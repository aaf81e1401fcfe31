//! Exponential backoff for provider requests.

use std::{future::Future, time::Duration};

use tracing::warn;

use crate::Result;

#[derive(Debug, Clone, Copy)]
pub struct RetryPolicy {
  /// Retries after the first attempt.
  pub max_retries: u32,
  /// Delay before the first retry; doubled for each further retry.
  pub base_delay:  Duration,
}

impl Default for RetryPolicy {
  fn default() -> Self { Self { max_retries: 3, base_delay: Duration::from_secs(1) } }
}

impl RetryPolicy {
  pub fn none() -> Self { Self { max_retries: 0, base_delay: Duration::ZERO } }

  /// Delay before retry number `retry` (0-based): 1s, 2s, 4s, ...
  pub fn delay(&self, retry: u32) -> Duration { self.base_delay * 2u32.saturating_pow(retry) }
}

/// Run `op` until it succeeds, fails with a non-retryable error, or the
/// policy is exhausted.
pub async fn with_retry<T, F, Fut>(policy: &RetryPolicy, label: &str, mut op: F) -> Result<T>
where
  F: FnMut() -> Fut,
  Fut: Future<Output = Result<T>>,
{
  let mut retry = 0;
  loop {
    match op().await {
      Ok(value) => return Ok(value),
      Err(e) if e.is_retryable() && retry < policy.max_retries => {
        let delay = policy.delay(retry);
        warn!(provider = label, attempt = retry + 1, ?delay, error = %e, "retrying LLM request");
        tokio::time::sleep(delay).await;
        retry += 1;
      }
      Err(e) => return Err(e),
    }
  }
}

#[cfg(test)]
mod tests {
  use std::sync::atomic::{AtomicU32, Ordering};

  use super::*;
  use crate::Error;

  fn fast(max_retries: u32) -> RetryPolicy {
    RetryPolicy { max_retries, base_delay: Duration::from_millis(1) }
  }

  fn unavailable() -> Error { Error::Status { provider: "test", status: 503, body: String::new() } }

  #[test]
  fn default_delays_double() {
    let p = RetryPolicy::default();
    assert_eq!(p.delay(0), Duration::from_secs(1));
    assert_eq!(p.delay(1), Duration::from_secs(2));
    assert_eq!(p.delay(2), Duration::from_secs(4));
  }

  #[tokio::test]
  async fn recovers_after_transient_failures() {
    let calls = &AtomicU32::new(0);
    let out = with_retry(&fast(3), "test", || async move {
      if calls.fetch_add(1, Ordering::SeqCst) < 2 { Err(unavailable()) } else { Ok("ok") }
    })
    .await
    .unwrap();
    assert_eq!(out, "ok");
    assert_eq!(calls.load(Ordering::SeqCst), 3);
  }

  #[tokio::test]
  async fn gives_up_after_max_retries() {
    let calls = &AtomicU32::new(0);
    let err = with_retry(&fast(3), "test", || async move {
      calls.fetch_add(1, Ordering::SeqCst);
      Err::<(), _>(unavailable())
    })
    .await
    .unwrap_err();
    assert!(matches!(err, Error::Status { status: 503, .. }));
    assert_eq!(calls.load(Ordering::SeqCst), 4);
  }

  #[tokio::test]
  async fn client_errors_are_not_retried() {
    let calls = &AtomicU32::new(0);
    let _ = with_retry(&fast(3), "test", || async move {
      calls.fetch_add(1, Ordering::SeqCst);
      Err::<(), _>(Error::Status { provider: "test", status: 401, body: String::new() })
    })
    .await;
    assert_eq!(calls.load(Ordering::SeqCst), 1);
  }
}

════════

- Exercise instructions -
Your answer must be a single number: the count of lines above that hold the word "fast".

- Solved problem -
4